Associate Professor of Biology, University of Massachusetts
Ph.D.: Johns Hopkins University Postdoctoral Training: Washington University at St. Louis
During all eukaryotic cell divisions, the mitotic spindle must be positioned properly to ensure faithful segregation of cellular determinants into the progeny cells. My lab aims at understanding how dividing cells know where to position the mitotic spindle, and what mechanism they use to move the mitotic spindle to the proper location. We use the budding yeast Saccharomyces cerevisiae as our experimental system. Yeast supports a unique combination of classical and molecular genetic studies, high resolution in vivo imaging, and biochemical approaches. Current studies aim at understanding how cytoplasmic microtubules, the microtubule motor dynein and its regulator dynactin, and the cortical attachment protein Num1 in mediating movement of the mitotic spindle into the mother-bud neck. This network of cytoskeletal and regulatory proteins, termed the dynein pathway components, function in the bud to pull the mitotic spindle into the neck. Positioning of the spindle across the neck guarantees that the daughter and mother cells receive an exact copy of the duplicated chromosomes prior to cytokinesis. Our results show that, during the dynein pathway, dynamic astral/cytoplasmic microtubules probe the bud cortex for attachment sites, which probably contain the cortical protein Num1 and other associated proteins.

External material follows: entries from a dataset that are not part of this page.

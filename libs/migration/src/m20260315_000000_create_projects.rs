use sea_orm_migration::{prelude::*, schema::*};

#[derive(DeriveMigrationName)]
pub struct Migration;

#[async_trait::async_trait]
impl MigrationTrait for Migration {
    async fn up(&self, manager: &SchemaManager) -> Result<(), DbErr> {
        // Create projects table
        manager
            .create_table(
                Table::create()
                    .table(Projects::Table)
                    .if_not_exists()
                    .col(pk_uuid(Projects::Id))
                    .col(string(Projects::Name))
                    .col(string_null(Projects::Description))
                    .col(
                        timestamp_with_time_zone(Projects::CreatedAt)
                            .default(Expr::current_timestamp()),
                    )
                    .to_owned(),
            )
            .await?;

        // Unique index on name: names must be unique across all projects.
        // The service checks first to return a clean conflict; this index is
        // the transactional backstop for racing creates.
        manager
            .create_index(
                Index::create()
                    .name("idx_projects_name_unique")
                    .table(Projects::Table)
                    .col(Projects::Name)
                    .unique()
                    .to_owned(),
            )
            .await?;

        manager
            .create_index(
                Index::create()
                    .name("idx_projects_created_at")
                    .table(Projects::Table)
                    .col(Projects::CreatedAt)
                    .to_owned(),
            )
            .await?;

        Ok(())
    }

    async fn down(&self, manager: &SchemaManager) -> Result<(), DbErr> {
        manager
            .drop_table(Table::drop().table(Projects::Table).to_owned())
            .await?;

        Ok(())
    }
}

#[derive(DeriveIden)]
enum Projects {
    Table,
    Id,
    Name,
    Description,
    CreatedAt,
}
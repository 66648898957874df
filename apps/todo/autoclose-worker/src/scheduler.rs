//! Recurring autoclose scheduling.
//!
//! The sweep itself lives in the task service; this module wires it to a
//! job scheduler with persisted metadata, a non-overlap guard and graceful
//! shutdown.

use chrono::{DateTime, Utc};
use domain_todo::{PgProjectRepository, PgTaskRepository, TaskService};
use eyre::Result;
use sea_orm::DatabaseConnection;
use serde::Serialize;
use std::sync::Arc;
use std::time::Duration;
use tokio::signal;
use tokio::sync::Mutex;
use tokio_cron_scheduler::{Job, JobScheduler};
use tracing::{error, info, warn};

use crate::config::Config;
use crate::jobs::{AUTOCLOSE_JOB_ID, JobStore};

/// Snapshot of the worker's persisted job and current backlog
#[derive(Debug, Serialize)]
pub struct WorkerStatus {
    pub job_id: &'static str,
    pub registered: bool,
    pub interval_secs: Option<i64>,
    pub last_run_at: Option<DateTime<Utc>>,
    pub overdue_open_tasks: usize,
}

fn build_task_service(
    db: &DatabaseConnection,
    config: &Config,
) -> TaskService<PgProjectRepository, PgTaskRepository> {
    TaskService::new(
        PgProjectRepository::new(db.clone()),
        PgTaskRepository::new(db.clone()),
        config.limits,
    )
}

/// Run a single autoclose sweep and record it in the job metadata.
///
/// The sweep commits as one transaction; on failure no task is closed and
/// `last_run_at` is left untouched.
pub async fn run_once(db: &DatabaseConnection, config: &Config) -> Result<usize> {
    let service = build_task_service(db, config);

    let now = Utc::now();
    let closed = service.autoclose_overdue(now).await?;

    JobStore::new(db.clone())
        .touch_last_run(AUTOCLOSE_JOB_ID, now)
        .await?;

    Ok(closed)
}

/// Run the recurring schedule until SIGINT/SIGTERM.
///
/// The job row in scheduler_jobs is the source of truth for the interval;
/// `interval_override` (the --interval flag) rewrites it.
pub async fn run_scheduled(
    db: DatabaseConnection,
    config: Config,
    interval_override: Option<u64>,
) -> Result<()> {
    let store = JobStore::new(db.clone());

    let job_record = match interval_override {
        Some(secs) => store.set_interval(AUTOCLOSE_JOB_ID, secs).await?,
        None => {
            store
                .ensure(AUTOCLOSE_JOB_ID, config.autoclose_interval_secs)
                .await?
        }
    };
    let interval = Duration::from_secs(job_record.interval_secs as u64);

    info!(
        job_id = AUTOCLOSE_JOB_ID,
        interval_secs = interval.as_secs(),
        "Starting autoclose scheduler"
    );

    // At most one sweep runs at a time; ticks that arrive while a sweep is
    // still in flight are skipped
    let run_guard = Arc::new(Mutex::new(()));

    let mut sched = JobScheduler::new().await?;

    let job_db = db.clone();
    let job_config = config.clone();
    let job_guard = run_guard.clone();

    let job = Job::new_repeated_async(interval, move |_uuid, _lock| {
        let db = job_db.clone();
        let config = job_config.clone();
        let guard = job_guard.clone();

        Box::pin(async move {
            let Ok(_running) = guard.try_lock() else {
                warn!("Previous autoclose run still in progress, skipping this tick");
                return;
            };

            match run_once(&db, &config).await {
                Ok(closed) => {
                    info!(closed, "Autoclose run complete");
                }
                Err(e) => {
                    // Leave the schedule running; the next tick retries
                    error!(error = %e, "Autoclose run failed");
                }
            }
        })
    })?;

    sched.add(job).await?;
    sched.start().await?;

    shutdown_signal().await;

    info!("Stopping scheduler");
    sched.shutdown().await?;

    // Taking the guard proves no sweep is mid-flight
    let _quiesced = run_guard.lock().await;

    info!("Autoclose scheduler stopped");
    Ok(())
}

/// Report the persisted job entry and the size of the overdue backlog
pub async fn status(db: &DatabaseConnection, config: &Config) -> Result<WorkerStatus> {
    let job = JobStore::new(db.clone()).get(AUTOCLOSE_JOB_ID).await?;

    let service = build_task_service(db, config);
    let overdue = service.list_overdue(Utc::now()).await?;

    Ok(WorkerStatus {
        job_id: AUTOCLOSE_JOB_ID,
        registered: job.is_some(),
        interval_secs: job.as_ref().map(|j| j.interval_secs),
        last_run_at: job.and_then(|j| j.last_run_at.map(Into::into)),
        overdue_open_tasks: overdue.len(),
    })
}

/// Wait for SIGINT (Ctrl+C) or SIGTERM
async fn shutdown_signal() {
    let ctrl_c = async {
        signal::ctrl_c()
            .await
            .expect("failed to install Ctrl+C handler");
    };

    #[cfg(unix)]
    let terminate = async {
        signal::unix::signal(signal::unix::SignalKind::terminate())
            .expect("failed to install SIGTERM handler")
            .recv()
            .await;
    };

    #[cfg(not(unix))]
    let terminate = std::future::pending::<()>();

    tokio::select! {
        _ = ctrl_c => {
            info!("Received SIGINT (Ctrl+C), shutting down");
        },
        _ = terminate => {
            info!("Received SIGTERM, shutting down");
        },
    }
}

Dynein is targeted to the distal plus ends of these cytoplasmic microtubules, and its localization is dependent on a novel regulator Pac1, the yeast homologue of human LIS1. These results suggest that upon productive interactions between the distal ends of microtubules and cortical attachment sites, dynein is offloaded, anchored and subsequently activated to be utilized in force production for pulling the mitotic spindle into the neck.